MATERIAL PROVIDED:
◆ ◆ ◆
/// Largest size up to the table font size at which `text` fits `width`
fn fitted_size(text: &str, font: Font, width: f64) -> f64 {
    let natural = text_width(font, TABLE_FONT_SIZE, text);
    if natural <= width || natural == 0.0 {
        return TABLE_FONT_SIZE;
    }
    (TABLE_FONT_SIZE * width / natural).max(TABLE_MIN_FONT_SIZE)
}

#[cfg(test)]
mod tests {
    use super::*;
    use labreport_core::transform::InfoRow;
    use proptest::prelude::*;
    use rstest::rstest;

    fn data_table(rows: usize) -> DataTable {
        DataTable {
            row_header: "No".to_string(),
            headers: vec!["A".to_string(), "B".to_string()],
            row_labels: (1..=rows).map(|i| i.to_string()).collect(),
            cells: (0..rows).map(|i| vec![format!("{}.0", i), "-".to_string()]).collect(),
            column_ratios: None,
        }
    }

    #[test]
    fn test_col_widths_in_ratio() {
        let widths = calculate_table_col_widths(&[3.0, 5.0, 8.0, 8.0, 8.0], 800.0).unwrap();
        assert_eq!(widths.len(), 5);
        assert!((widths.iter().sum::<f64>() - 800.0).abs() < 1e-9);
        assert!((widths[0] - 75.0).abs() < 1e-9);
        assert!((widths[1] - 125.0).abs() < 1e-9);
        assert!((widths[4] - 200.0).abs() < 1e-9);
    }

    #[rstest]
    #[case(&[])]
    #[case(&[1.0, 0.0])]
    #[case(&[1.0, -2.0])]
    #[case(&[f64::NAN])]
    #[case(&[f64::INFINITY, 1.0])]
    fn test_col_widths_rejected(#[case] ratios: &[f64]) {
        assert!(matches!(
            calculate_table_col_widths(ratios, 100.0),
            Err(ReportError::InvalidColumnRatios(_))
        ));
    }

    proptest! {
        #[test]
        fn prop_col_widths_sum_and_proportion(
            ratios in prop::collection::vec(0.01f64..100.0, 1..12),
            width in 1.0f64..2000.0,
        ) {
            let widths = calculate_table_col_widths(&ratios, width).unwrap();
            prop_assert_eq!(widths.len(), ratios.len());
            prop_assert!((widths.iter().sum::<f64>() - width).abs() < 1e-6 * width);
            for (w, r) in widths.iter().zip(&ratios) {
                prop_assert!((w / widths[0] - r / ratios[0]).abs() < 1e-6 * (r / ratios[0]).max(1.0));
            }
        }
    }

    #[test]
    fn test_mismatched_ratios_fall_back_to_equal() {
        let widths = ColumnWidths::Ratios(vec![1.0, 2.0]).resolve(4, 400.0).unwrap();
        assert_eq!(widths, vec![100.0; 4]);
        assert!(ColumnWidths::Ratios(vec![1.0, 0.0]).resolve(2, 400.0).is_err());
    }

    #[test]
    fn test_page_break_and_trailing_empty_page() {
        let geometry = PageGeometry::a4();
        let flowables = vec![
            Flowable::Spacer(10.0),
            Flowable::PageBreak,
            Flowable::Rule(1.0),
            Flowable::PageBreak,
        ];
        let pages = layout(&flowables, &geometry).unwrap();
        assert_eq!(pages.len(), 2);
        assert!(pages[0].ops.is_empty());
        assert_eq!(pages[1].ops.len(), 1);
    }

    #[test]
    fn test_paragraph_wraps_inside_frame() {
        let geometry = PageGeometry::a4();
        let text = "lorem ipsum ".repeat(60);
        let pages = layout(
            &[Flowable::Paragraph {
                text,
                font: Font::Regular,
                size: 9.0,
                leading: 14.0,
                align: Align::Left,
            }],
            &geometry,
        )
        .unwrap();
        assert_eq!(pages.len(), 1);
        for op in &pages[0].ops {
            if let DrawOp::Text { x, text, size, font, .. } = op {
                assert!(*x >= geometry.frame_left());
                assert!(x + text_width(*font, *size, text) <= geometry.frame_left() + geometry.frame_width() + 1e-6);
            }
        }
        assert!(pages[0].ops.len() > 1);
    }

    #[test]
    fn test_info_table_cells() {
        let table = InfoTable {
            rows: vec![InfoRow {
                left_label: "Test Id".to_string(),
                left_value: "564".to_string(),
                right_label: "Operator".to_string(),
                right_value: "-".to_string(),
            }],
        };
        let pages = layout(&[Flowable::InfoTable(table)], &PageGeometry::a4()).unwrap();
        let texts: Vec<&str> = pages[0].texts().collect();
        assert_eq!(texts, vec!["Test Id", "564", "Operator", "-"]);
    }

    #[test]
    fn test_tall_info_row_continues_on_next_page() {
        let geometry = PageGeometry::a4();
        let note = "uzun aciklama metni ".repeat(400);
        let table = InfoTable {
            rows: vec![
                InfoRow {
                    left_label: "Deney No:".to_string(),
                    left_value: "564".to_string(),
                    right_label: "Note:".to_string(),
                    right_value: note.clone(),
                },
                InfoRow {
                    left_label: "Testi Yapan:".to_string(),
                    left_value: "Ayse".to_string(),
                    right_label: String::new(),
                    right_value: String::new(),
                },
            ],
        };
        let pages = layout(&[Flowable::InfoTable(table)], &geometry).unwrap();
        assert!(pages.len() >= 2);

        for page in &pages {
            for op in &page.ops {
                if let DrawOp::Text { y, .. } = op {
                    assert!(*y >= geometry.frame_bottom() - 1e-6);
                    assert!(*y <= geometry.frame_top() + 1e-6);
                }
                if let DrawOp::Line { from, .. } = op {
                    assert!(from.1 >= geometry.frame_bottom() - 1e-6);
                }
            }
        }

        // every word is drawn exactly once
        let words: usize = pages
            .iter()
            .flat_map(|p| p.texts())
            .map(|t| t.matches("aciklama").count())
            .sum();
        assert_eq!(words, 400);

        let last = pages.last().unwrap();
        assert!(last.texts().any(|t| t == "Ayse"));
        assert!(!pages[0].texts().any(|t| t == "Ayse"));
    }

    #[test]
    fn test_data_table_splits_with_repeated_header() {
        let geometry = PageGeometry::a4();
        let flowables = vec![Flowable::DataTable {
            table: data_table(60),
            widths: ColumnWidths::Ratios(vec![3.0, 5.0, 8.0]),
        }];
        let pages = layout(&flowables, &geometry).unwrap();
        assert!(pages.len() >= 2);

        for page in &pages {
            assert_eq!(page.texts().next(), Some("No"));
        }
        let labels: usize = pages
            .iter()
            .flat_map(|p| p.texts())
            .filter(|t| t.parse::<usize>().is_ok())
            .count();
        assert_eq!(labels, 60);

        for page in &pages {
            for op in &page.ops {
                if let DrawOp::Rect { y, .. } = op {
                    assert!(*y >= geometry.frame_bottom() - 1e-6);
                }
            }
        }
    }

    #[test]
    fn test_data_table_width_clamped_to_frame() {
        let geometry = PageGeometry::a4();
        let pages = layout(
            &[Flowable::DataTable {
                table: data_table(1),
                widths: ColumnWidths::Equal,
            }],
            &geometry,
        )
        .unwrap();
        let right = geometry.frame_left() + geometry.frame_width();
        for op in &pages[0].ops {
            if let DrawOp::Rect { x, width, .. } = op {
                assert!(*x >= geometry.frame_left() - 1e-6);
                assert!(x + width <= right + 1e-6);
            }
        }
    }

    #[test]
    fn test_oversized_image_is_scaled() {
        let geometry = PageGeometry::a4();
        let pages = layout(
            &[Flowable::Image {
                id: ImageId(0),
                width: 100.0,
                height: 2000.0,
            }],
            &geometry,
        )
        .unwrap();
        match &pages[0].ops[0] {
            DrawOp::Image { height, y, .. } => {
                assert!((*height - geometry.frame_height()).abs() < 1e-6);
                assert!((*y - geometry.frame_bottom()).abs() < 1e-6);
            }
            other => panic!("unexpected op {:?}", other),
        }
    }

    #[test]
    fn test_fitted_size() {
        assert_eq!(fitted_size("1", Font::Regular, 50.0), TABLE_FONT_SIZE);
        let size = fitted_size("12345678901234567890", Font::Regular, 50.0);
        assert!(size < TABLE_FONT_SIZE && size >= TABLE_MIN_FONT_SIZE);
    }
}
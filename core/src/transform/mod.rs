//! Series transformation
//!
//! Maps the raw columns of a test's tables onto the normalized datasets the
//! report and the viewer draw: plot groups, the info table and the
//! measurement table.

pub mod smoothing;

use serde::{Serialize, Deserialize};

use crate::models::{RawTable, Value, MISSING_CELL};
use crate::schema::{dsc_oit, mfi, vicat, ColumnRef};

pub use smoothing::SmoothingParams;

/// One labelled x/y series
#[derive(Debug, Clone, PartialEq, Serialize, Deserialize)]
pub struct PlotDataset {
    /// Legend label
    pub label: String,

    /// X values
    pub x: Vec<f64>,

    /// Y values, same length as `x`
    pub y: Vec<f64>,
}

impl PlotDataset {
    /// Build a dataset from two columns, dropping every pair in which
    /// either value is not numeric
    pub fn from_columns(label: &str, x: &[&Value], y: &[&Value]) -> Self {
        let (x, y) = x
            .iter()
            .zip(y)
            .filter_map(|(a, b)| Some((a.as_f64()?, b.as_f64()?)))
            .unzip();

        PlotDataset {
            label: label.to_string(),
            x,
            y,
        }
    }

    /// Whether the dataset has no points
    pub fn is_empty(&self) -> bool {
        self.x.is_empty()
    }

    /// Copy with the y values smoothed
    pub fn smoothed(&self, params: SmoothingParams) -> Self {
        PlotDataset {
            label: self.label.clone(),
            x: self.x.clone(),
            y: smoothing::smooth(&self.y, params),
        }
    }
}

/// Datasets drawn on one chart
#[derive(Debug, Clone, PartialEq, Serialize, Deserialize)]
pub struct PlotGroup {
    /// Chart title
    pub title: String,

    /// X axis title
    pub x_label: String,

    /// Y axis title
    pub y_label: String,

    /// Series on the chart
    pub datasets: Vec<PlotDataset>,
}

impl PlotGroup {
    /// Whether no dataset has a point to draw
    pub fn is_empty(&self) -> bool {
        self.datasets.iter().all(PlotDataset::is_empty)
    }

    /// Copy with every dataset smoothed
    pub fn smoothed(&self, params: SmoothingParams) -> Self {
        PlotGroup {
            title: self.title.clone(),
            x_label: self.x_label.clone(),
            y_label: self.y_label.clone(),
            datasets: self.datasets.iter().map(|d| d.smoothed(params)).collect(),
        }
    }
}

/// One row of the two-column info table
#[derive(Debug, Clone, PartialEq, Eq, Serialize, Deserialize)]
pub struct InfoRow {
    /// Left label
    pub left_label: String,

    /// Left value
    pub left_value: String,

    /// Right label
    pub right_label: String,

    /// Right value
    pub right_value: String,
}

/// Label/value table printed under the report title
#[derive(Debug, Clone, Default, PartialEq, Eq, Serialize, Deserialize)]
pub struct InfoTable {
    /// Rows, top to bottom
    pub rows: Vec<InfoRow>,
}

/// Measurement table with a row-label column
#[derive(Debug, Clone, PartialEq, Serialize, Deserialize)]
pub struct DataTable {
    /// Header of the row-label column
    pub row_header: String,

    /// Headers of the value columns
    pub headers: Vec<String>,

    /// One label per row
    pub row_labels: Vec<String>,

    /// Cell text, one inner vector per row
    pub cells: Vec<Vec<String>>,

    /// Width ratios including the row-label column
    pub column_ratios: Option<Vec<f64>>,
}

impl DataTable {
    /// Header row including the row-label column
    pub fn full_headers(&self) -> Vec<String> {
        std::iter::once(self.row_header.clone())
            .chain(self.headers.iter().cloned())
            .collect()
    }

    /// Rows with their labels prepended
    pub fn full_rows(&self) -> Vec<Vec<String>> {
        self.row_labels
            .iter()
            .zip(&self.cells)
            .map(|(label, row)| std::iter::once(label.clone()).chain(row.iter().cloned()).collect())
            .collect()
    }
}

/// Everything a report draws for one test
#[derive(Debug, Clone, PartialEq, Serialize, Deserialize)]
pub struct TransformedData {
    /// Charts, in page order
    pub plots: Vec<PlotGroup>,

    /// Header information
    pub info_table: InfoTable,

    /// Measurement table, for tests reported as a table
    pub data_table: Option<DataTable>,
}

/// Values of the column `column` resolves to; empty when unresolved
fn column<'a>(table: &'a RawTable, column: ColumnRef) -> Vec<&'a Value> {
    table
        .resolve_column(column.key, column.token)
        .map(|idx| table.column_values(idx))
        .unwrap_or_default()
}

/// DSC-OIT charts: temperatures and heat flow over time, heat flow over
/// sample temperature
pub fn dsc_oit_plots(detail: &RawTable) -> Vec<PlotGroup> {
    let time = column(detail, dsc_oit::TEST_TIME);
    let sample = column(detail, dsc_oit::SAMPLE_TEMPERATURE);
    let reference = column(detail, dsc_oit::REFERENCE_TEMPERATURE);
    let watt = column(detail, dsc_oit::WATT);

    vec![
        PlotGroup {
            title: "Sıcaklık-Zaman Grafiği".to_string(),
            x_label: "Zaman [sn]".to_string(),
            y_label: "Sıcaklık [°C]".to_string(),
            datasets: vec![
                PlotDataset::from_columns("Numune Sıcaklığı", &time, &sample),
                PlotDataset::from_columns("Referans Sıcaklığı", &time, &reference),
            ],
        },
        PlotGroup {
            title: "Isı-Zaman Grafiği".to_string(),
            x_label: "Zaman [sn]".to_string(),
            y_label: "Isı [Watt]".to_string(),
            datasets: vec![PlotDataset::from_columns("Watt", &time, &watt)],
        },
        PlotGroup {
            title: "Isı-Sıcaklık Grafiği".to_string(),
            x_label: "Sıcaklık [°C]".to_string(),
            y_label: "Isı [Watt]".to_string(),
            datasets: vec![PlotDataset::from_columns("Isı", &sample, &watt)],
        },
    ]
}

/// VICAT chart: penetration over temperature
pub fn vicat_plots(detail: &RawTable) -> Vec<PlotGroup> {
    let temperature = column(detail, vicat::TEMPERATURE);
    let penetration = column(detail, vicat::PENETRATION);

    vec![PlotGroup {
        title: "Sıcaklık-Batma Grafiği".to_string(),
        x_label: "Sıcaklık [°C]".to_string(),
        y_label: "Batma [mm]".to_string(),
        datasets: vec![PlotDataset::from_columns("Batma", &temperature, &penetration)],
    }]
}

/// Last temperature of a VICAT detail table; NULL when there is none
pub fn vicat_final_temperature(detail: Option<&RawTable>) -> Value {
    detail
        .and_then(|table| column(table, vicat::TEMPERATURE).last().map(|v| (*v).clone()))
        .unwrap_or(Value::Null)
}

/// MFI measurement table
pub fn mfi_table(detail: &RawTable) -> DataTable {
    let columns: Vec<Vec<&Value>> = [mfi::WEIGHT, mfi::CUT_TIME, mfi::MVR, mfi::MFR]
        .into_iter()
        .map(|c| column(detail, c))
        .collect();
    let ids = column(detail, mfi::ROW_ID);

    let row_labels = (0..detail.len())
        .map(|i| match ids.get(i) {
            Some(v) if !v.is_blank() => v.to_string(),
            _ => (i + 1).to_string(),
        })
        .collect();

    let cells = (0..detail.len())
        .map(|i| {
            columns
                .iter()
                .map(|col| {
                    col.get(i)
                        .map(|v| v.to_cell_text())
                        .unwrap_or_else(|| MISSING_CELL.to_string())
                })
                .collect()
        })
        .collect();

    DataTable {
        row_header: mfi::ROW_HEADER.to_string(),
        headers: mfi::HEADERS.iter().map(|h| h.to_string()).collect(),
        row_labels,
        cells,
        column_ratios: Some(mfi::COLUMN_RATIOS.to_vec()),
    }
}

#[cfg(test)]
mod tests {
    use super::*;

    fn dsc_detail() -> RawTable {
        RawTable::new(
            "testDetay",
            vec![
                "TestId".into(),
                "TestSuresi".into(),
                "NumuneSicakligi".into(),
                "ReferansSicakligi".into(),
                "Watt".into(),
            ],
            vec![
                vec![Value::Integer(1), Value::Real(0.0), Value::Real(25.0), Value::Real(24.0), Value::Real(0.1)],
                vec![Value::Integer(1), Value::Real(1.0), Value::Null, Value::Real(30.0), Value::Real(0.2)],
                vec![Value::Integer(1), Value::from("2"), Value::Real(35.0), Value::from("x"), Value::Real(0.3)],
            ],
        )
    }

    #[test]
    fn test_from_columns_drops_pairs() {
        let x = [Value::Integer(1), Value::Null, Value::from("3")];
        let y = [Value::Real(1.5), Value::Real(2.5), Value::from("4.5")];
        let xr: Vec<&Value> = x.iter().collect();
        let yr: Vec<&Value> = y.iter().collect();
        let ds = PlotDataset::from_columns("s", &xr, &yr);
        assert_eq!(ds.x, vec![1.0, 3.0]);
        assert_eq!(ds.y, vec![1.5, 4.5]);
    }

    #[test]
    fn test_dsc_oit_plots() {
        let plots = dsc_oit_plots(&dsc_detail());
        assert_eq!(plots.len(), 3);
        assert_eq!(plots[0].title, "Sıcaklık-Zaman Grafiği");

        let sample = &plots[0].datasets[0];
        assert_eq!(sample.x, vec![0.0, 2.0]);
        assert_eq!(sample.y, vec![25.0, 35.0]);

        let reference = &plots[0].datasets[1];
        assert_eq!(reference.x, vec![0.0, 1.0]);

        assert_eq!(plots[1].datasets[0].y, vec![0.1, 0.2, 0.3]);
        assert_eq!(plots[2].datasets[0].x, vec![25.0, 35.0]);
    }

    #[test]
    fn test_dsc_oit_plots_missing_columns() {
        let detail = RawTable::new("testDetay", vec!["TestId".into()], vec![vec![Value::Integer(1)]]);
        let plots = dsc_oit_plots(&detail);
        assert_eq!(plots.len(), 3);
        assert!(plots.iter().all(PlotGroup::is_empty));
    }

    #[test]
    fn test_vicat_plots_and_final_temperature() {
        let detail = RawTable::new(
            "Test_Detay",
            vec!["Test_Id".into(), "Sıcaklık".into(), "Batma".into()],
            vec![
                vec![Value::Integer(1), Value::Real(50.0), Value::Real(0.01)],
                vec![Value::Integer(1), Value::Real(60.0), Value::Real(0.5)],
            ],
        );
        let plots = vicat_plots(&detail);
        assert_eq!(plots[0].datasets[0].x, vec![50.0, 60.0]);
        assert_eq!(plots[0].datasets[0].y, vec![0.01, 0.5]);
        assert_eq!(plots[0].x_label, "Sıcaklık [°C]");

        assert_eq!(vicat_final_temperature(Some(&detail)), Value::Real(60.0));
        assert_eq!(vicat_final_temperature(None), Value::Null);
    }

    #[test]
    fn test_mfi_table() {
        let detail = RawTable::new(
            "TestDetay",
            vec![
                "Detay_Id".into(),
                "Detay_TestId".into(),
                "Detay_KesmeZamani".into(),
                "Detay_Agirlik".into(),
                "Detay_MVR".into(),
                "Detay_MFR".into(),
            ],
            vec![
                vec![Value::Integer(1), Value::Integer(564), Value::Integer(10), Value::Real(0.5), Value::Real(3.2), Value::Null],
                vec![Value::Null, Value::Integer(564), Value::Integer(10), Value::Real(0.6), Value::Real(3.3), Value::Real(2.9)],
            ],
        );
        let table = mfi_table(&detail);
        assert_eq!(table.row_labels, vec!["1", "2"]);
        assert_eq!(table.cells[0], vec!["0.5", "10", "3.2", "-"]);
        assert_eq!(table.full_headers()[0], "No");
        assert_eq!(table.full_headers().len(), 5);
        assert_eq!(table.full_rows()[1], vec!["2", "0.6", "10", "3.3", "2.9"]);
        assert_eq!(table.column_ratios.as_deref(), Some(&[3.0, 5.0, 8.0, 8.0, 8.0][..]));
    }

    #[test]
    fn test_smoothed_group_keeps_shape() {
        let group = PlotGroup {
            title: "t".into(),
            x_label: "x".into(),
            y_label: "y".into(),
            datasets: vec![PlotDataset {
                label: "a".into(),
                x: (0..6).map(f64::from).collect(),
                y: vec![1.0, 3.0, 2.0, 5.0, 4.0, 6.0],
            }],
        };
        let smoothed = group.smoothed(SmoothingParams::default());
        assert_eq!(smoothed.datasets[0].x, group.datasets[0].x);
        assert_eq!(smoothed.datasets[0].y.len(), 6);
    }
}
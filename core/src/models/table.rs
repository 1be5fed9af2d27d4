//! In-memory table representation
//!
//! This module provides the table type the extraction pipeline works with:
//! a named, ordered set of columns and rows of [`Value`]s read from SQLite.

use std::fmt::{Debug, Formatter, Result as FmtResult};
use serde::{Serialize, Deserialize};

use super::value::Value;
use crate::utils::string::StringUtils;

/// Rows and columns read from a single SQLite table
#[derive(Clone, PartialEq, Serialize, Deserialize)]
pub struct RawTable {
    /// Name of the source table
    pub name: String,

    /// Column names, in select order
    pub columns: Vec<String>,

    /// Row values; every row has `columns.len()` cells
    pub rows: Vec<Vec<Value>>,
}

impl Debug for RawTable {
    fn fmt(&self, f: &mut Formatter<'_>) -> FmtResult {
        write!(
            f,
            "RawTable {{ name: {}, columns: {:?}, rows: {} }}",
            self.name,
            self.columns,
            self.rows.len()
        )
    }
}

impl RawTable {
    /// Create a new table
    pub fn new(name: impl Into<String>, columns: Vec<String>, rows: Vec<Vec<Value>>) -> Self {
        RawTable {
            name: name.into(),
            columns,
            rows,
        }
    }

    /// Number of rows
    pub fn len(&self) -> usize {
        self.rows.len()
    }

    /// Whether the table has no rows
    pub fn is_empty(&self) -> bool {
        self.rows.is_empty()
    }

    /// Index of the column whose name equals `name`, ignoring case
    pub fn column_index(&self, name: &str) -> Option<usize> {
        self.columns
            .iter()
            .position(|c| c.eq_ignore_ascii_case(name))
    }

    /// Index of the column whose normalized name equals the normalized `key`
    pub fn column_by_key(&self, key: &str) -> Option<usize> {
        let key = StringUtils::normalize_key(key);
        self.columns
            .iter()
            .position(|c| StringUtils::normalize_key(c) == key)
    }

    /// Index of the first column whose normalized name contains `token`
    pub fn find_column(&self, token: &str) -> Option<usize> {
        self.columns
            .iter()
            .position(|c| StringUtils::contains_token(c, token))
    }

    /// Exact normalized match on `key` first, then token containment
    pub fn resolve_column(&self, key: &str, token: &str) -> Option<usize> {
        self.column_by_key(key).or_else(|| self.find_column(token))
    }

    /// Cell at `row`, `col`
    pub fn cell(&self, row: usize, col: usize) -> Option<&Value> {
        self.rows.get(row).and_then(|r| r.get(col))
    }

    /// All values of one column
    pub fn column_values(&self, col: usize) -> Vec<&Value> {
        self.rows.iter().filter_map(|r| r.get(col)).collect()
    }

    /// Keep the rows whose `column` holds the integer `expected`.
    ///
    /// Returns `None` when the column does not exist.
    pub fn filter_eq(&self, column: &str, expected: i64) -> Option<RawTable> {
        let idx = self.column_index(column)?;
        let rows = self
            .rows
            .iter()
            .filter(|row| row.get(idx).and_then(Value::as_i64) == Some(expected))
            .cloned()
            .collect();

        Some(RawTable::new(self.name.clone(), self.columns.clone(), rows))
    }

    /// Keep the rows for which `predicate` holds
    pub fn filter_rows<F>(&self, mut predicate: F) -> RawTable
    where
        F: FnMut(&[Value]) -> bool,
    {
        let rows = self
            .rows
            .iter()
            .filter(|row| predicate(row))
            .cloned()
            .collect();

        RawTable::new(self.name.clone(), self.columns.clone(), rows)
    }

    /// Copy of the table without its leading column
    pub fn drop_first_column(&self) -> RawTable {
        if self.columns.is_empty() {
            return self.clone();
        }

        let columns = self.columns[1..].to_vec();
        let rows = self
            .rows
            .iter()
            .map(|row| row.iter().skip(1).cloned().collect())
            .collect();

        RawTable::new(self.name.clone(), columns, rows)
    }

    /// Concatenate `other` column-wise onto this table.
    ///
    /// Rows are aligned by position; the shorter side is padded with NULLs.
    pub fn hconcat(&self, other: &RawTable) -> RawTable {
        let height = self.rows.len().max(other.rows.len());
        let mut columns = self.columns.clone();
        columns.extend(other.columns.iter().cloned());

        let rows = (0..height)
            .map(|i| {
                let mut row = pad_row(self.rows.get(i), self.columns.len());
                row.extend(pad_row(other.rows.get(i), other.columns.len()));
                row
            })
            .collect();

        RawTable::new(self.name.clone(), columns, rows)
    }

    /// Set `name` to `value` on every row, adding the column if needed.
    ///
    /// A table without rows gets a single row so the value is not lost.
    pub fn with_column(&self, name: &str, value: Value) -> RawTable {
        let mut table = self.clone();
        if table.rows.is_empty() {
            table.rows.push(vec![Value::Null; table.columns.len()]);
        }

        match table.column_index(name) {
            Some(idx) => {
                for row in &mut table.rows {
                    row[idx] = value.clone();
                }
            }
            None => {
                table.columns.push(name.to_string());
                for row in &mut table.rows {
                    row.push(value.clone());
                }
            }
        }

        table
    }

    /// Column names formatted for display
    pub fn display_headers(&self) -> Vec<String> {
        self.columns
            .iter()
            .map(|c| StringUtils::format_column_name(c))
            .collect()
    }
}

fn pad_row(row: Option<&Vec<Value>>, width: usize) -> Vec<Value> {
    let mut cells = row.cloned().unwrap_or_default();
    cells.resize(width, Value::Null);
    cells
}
◆ ◆ ◆
WHAT THE TASK ASKS: What lines above hold the word "without"? Pull each one out.

WRITTEN RESPONSE:
    /// Copy of the table without its leading column
    /// A table without rows gets a single row so the value is not lost.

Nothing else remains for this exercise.